Task statement
What lines in the following entries hold the word "ShiftRightArithmetic"? Copy each one.

[Dataset excerpts]
──────────

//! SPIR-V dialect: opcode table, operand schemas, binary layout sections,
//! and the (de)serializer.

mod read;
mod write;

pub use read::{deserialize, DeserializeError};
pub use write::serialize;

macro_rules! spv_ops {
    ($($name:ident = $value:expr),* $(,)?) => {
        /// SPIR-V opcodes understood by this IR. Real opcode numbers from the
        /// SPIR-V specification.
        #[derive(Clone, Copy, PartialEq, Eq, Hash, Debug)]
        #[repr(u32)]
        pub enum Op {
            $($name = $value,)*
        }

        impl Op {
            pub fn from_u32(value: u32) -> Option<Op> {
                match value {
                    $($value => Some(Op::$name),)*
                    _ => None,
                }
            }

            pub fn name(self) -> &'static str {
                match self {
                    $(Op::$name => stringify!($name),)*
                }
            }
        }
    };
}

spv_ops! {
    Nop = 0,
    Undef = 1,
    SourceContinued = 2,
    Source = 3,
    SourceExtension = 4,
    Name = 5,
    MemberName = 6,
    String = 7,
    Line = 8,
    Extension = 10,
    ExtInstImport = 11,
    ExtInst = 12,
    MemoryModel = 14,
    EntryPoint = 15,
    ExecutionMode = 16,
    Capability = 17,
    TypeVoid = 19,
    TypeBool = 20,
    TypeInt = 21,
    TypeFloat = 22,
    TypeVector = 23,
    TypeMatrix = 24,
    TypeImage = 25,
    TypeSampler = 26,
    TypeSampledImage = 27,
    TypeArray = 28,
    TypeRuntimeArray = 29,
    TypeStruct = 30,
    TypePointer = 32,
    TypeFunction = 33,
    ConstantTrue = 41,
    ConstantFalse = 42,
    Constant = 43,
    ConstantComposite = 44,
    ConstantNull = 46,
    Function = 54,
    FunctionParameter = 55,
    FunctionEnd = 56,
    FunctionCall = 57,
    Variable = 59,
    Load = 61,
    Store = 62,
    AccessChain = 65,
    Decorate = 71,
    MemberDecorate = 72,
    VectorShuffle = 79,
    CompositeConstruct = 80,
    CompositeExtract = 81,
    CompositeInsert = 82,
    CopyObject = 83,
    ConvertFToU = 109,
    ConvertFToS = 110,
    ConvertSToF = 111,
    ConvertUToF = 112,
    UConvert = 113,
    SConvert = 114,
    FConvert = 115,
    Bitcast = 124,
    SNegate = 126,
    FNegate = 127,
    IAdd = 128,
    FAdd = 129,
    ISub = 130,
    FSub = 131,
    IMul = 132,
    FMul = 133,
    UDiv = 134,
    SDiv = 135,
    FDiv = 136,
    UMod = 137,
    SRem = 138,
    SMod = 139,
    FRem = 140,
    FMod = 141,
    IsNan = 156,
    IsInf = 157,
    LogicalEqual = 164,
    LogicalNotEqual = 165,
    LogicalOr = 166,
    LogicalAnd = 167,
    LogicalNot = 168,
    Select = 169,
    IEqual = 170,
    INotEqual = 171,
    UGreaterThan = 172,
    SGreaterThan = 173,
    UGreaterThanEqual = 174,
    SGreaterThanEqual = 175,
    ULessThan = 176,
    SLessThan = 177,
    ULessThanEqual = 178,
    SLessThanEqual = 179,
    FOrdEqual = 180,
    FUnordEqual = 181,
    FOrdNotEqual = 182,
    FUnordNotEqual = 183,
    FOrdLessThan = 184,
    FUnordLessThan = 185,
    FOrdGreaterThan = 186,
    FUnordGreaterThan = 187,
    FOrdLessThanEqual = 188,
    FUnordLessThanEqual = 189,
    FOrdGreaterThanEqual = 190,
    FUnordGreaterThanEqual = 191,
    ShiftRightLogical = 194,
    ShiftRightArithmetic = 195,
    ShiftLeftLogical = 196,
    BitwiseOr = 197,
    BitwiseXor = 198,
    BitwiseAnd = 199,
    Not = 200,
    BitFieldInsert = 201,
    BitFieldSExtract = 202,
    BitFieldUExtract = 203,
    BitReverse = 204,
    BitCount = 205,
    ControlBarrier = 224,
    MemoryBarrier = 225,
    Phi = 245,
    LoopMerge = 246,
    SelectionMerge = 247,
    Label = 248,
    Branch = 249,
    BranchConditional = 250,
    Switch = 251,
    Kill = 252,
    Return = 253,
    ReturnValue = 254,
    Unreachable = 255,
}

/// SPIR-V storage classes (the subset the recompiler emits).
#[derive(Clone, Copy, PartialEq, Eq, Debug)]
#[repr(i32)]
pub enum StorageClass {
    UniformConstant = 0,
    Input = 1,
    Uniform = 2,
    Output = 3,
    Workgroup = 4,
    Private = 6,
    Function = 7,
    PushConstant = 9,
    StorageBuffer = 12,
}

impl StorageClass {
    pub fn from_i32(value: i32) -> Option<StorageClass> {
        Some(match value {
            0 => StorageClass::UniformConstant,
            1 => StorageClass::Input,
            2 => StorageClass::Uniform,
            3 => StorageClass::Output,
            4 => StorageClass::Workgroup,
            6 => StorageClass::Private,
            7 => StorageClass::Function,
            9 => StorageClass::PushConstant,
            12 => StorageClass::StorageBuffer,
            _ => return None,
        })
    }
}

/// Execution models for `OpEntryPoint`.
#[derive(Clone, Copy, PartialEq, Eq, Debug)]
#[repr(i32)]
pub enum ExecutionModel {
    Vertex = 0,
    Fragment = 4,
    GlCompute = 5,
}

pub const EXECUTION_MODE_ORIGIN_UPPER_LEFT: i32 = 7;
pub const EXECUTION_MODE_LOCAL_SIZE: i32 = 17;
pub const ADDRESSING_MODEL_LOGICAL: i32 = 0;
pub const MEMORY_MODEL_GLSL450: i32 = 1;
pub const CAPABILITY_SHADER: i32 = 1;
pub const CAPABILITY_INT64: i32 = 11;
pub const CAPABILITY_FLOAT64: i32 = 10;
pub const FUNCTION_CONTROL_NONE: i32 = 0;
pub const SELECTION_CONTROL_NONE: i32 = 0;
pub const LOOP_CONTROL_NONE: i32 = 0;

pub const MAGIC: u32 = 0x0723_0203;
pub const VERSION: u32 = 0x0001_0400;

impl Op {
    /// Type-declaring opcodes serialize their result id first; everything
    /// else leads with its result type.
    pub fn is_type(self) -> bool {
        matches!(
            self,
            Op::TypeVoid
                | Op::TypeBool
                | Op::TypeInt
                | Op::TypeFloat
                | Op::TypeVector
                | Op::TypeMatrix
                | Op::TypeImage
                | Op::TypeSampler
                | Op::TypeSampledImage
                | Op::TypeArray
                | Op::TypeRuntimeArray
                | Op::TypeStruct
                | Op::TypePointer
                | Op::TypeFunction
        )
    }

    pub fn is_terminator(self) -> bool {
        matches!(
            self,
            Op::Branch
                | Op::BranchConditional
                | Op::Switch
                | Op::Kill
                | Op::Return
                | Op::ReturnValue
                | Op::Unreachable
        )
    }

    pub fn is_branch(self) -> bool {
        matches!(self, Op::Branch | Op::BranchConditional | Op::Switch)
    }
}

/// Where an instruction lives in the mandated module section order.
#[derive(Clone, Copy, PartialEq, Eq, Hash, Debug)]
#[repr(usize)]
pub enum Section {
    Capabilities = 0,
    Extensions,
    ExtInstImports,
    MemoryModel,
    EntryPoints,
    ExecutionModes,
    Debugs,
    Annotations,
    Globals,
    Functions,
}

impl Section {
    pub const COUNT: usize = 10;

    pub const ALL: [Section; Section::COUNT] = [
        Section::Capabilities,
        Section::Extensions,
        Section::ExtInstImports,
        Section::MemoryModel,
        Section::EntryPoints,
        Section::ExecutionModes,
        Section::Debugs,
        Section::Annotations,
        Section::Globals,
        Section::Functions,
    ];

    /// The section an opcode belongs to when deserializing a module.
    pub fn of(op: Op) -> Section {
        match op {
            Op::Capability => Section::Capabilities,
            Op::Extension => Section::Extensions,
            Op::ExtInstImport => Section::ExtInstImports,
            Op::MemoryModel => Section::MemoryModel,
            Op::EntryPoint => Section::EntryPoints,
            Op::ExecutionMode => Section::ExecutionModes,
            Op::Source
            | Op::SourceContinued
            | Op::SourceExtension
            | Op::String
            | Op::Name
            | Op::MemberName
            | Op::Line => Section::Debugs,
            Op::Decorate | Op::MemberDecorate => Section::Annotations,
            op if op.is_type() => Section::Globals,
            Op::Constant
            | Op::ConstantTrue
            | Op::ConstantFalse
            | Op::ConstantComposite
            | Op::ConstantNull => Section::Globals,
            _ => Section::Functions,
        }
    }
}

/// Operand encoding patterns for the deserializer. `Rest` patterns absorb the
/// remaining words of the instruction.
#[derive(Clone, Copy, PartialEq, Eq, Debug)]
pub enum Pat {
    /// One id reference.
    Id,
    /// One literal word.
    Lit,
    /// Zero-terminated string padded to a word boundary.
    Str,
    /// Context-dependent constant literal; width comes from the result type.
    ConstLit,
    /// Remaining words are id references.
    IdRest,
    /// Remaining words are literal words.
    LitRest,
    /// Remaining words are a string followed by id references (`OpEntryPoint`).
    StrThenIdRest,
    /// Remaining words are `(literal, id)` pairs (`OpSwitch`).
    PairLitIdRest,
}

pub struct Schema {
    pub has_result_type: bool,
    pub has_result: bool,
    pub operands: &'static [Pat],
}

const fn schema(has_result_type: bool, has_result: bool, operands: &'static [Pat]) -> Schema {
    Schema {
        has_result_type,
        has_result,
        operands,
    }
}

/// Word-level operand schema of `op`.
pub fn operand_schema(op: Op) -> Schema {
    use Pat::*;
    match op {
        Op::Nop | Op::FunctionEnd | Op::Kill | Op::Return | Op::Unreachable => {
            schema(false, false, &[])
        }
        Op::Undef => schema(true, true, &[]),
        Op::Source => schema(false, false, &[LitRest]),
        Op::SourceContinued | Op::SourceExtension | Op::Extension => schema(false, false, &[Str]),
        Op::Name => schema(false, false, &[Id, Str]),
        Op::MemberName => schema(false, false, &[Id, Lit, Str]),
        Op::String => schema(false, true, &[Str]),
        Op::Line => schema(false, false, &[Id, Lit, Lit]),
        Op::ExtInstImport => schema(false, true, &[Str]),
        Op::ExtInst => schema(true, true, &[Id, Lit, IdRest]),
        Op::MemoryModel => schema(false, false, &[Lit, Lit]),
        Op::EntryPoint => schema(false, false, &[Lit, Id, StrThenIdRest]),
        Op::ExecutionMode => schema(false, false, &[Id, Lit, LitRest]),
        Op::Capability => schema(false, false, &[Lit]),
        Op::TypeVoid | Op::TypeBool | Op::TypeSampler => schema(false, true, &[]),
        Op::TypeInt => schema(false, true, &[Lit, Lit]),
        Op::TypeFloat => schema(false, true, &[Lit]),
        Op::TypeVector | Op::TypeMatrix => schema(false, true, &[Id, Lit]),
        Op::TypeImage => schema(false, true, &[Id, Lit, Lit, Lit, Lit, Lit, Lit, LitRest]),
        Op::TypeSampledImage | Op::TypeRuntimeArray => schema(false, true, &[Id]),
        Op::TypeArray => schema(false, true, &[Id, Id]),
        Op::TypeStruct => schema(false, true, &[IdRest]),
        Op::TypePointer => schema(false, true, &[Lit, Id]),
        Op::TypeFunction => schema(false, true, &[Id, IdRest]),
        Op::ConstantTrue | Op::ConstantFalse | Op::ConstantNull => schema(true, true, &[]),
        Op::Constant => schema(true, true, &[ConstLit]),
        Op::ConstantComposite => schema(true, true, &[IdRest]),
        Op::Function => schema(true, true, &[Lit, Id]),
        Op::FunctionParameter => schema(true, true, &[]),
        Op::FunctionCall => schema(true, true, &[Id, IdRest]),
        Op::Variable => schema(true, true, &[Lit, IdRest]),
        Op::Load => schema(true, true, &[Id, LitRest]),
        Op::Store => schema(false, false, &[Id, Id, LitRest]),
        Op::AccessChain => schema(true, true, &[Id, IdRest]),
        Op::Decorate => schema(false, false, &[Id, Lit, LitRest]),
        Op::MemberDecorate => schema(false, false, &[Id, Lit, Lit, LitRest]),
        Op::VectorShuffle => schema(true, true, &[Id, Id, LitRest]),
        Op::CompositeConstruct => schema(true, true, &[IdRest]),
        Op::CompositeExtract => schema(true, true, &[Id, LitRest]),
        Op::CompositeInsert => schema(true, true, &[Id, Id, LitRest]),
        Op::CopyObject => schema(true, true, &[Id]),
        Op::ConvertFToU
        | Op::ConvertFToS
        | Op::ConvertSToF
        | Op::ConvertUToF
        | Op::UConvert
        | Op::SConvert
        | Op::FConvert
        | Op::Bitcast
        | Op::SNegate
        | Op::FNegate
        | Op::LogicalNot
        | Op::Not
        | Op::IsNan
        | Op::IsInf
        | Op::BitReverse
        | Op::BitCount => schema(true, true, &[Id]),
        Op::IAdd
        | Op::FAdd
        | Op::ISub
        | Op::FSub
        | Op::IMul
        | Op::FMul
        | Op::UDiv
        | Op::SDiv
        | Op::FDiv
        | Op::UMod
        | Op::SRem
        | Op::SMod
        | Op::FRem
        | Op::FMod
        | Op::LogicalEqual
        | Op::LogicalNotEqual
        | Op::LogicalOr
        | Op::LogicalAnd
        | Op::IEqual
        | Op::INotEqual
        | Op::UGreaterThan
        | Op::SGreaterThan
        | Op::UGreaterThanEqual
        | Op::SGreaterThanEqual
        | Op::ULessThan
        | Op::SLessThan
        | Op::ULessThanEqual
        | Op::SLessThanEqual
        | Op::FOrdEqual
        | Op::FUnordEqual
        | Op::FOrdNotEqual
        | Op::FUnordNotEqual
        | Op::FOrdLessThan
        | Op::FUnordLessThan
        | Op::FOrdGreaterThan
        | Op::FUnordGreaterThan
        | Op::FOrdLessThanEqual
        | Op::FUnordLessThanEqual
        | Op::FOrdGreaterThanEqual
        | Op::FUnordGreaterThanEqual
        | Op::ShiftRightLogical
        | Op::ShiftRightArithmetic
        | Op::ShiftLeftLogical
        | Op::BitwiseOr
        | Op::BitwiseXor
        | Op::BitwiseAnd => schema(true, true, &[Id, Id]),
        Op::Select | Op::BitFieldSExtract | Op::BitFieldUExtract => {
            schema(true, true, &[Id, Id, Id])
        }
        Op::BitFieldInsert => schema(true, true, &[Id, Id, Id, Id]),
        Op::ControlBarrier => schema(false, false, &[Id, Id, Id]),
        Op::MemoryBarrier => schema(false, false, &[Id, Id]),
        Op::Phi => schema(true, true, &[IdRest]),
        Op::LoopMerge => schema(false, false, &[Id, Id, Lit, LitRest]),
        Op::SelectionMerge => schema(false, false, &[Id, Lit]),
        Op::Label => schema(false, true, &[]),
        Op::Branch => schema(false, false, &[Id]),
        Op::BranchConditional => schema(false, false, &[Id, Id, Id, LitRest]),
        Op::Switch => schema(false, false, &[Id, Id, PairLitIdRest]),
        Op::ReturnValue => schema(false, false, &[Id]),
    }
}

──────────

Response
    ShiftRightArithmetic = 195,
        | Op::ShiftRightArithmetic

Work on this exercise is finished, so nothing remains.